Oficjel przedstawił podczas briefingu prasowego obecną sytuację militarną na Ukrainie. Jak stwierdził, główna kolumna rosyjskich sił pod Kijowem w ciągu ostatniej doby właściwie się nie ruszyła, m.in. ze względu na problemy logistyczne.
Oczywiście ma to związek z oporem, z którym się spotykają, z problemami zaopatrzeniowymi. Dostajemy sygnały, że mają problemy też z wyżywieniem swoich żołnierzy, że nie tylko kończy im się paliwo, ale też żywność - powiedział oficjel.
Dodał, że jednym z zaskakujących faktów tej wojny jest to, że "znacząca" liczba żołnierzy rosyjskich biorących w niej udział to słabo wyszkoleni poborowi.
Wielu z nich nie było nawet świadomych, że zostaną wysłani do strefy wojennej - powiedział przedstawiciel resortu prowadzący briefing prasowy.

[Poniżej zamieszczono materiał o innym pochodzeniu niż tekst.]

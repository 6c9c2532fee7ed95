//! # Announcement pipeline
//! One cycle: fetch every registered course, skip what was already seen,
//! format the rest and fan each one out to the course's channels.
//!
//! Courses are walked in registry order and channels in registration order.
//! A failed fetch abandons the remainder of the cycle; the scheduler logs it
//! and tries again on the next tick. A failed send only affects that channel.

use std::collections::HashMap;

use anyhow::{Context, Result};
use metrics::{counter, gauge};
use tracing::{info, warn};

use crate::dedup::SeenTracker;
use crate::feed::{Announcement, CourseId, FeedSource};
use crate::format::Formatter;
use crate::notify::{ChannelId, Target, Transport};
use crate::registry::ChannelRegistry;

/// Counts for one pipeline cycle.
#[derive(Debug, Default, Clone, Copy, PartialEq, Eq)]
pub struct CycleReport {
    pub fetched: usize,
    pub new: usize,
    pub delivered: usize,
    pub failed: usize,
    pub unresolved: usize,
}

enum Delivery {
    Sent(Target),
    Unresolved,
    Failed(anyhow::Error),
}

/// Everything a cycle needs, owned in one place: collaborators, the static
/// fan-out table, display names, the formatter and the seen set.
pub struct RelayEngine<F, T> {
    feeds: F,
    transport: T,
    registry: ChannelRegistry,
    course_names: HashMap<CourseId, String>,
    formatter: Formatter,
    seen: SeenTracker,
}

impl<F: FeedSource, T: Transport> RelayEngine<F, T> {
    pub fn new(feeds: F, transport: T, registry: ChannelRegistry, formatter: Formatter) -> Self {
        crate::metrics::describe_metrics();
        Self {
            feeds,
            transport,
            registry,
            course_names: HashMap::new(),
            formatter,
            seen: SeenTracker::new(),
        }
    }

    pub fn with_course_names(mut self, names: HashMap<CourseId, String>) -> Self {
        self.course_names = names;
        self
    }

    pub fn course_name(&self, course: CourseId) -> String {
        self.course_names
            .get(&course)
            .cloned()
            .unwrap_or_else(|| format!("Course {course}"))
    }

    pub fn seen(&self) -> &SeenTracker {
        &self.seen
    }

    pub fn registry(&self) -> &ChannelRegistry {
        &self.registry
    }

    pub fn feeds(&self) -> &F {
        &self.feeds
    }

    pub fn transport(&self) -> &T {
        &self.transport
    }

    /// Record every currently active announcement as seen so a restart does
    /// not re-announce them. Courses whose fetch fails are skipped; their
    /// current items will be delivered on the first cycle.
    pub async fn seed_seen(&mut self) -> usize {
        info!("fetching existing announcements");

        let mut ids = Vec::new();
        for course in self.registry.courses() {
            match self.feeds.fetch_active(course).await {
                Ok(items) => ids.extend(items.iter().map(|a| a.id)),
                Err(e) => {
                    warn!(
                        course,
                        error = ?e,
                        "could not seed course; its active announcements will be relayed on the first cycle"
                    );
                    counter!("relay_feed_errors_total").increment(1);
                }
            }
        }

        self.seen.seed(ids);
        gauge!("relay_seen_items").set(self.seen.len() as f64);
        info!(entries = self.seen.len(), "initialized seen announcements");
        self.seen.len()
    }

    /// Run a single fetch → filter → format → deliver pass over all courses.
    pub async fn run_cycle(&mut self) -> Result<CycleReport> {
        info!("checking for new announcements");
        let mut report = CycleReport::default();

        let courses: Vec<CourseId> = self.registry.courses().collect();
        for course in courses {
            let items = match self.feeds.fetch_active(course).await {
                Ok(items) => items,
                Err(e) => {
                    counter!("relay_feed_errors_total").increment(1);
                    return Err(e).with_context(|| {
                        format!("fetching announcements from {} for course {course}", self.feeds.name())
                    });
                }
            };
            report.fetched += items.len();

            for ann in items {
                if self.seen.has(ann.id) {
                    continue;
                }
                report.new += 1;
                counter!("relay_announcements_new_total").increment(1);
                self.relay_announcement(course, &ann, &mut report).await;
            }
        }

        gauge!("relay_seen_items").set(self.seen.len() as f64);
        Ok(report)
    }

    async fn relay_announcement(
        &mut self,
        course: CourseId,
        ann: &Announcement,
        report: &mut CycleReport,
    ) {
        let channels = self.registry.targets(course);
        let mut sent = 0usize;
        let mut failed = 0usize;

        if !channels.is_empty() {
            let name = self.course_name(course);
            let text = self
                .formatter
                .format(&name, &ann.title, &ann.message, ann.url.as_deref());

            for &channel in channels {
                match self.deliver(channel, &text).await {
                    Delivery::Sent(target) => {
                        sent += 1;
                        counter!("relay_deliveries_total").increment(1);
                        info!(
                            title = %ann.title,
                            channel = %target.name,
                            channel_id = target.id,
                            "sent announcement"
                        );
                    }
                    Delivery::Unresolved => {
                        report.unresolved += 1;
                        counter!("relay_unresolved_targets_total").increment(1);
                        warn!(channel_id = channel, "channel not found");
                    }
                    Delivery::Failed(e) => {
                        failed += 1;
                        counter!("relay_delivery_errors_total").increment(1);
                        warn!(
                            channel_id = channel,
                            title = %ann.title,
                            error = ?e,
                            "delivery failed"
                        );
                    }
                }
            }
        }

        report.delivered += sent;
        report.failed += failed;

        // Nothing reached anyone: leave unseen so the next cycle retries.
        if failed > 0 && sent == 0 {
            warn!(
                announcement = ann.id,
                course,
                "every delivery failed; will retry next cycle"
            );
            return;
        }
        self.seen.mark_seen(ann.id);
    }

    async fn deliver(&self, channel: ChannelId, text: &str) -> Delivery {
        let target = match self.transport.resolve_target(channel).await {
            Ok(Some(t)) => t,
            Ok(None) => return Delivery::Unresolved,
            Err(e) => return Delivery::Failed(e),
        };
        match self.transport.send(&target, text).await {
            Ok(()) => Delivery::Sent(target),
            Err(e) => Delivery::Failed(e),
        }
    }
}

Poinformował też, że niektóre rosyjskie jednostki poddały się bez walki, zaś USA przechwyciły informacje wywiadowcze wskazujące na niskie morale wśród żołnierzy. Dodał, że mimo tych frustracji i niepowodzeń, Rosja nie zdradza oznak zmiany podejścia na poziomie strategicznym.
W sieci pojawiło się także nagranie, na którym żołnierze Putina w okolicach miasta Sumy, na wschodzie Ukrainy porzucają sprzęt i ruszają w stronę rosyjskiej granicy.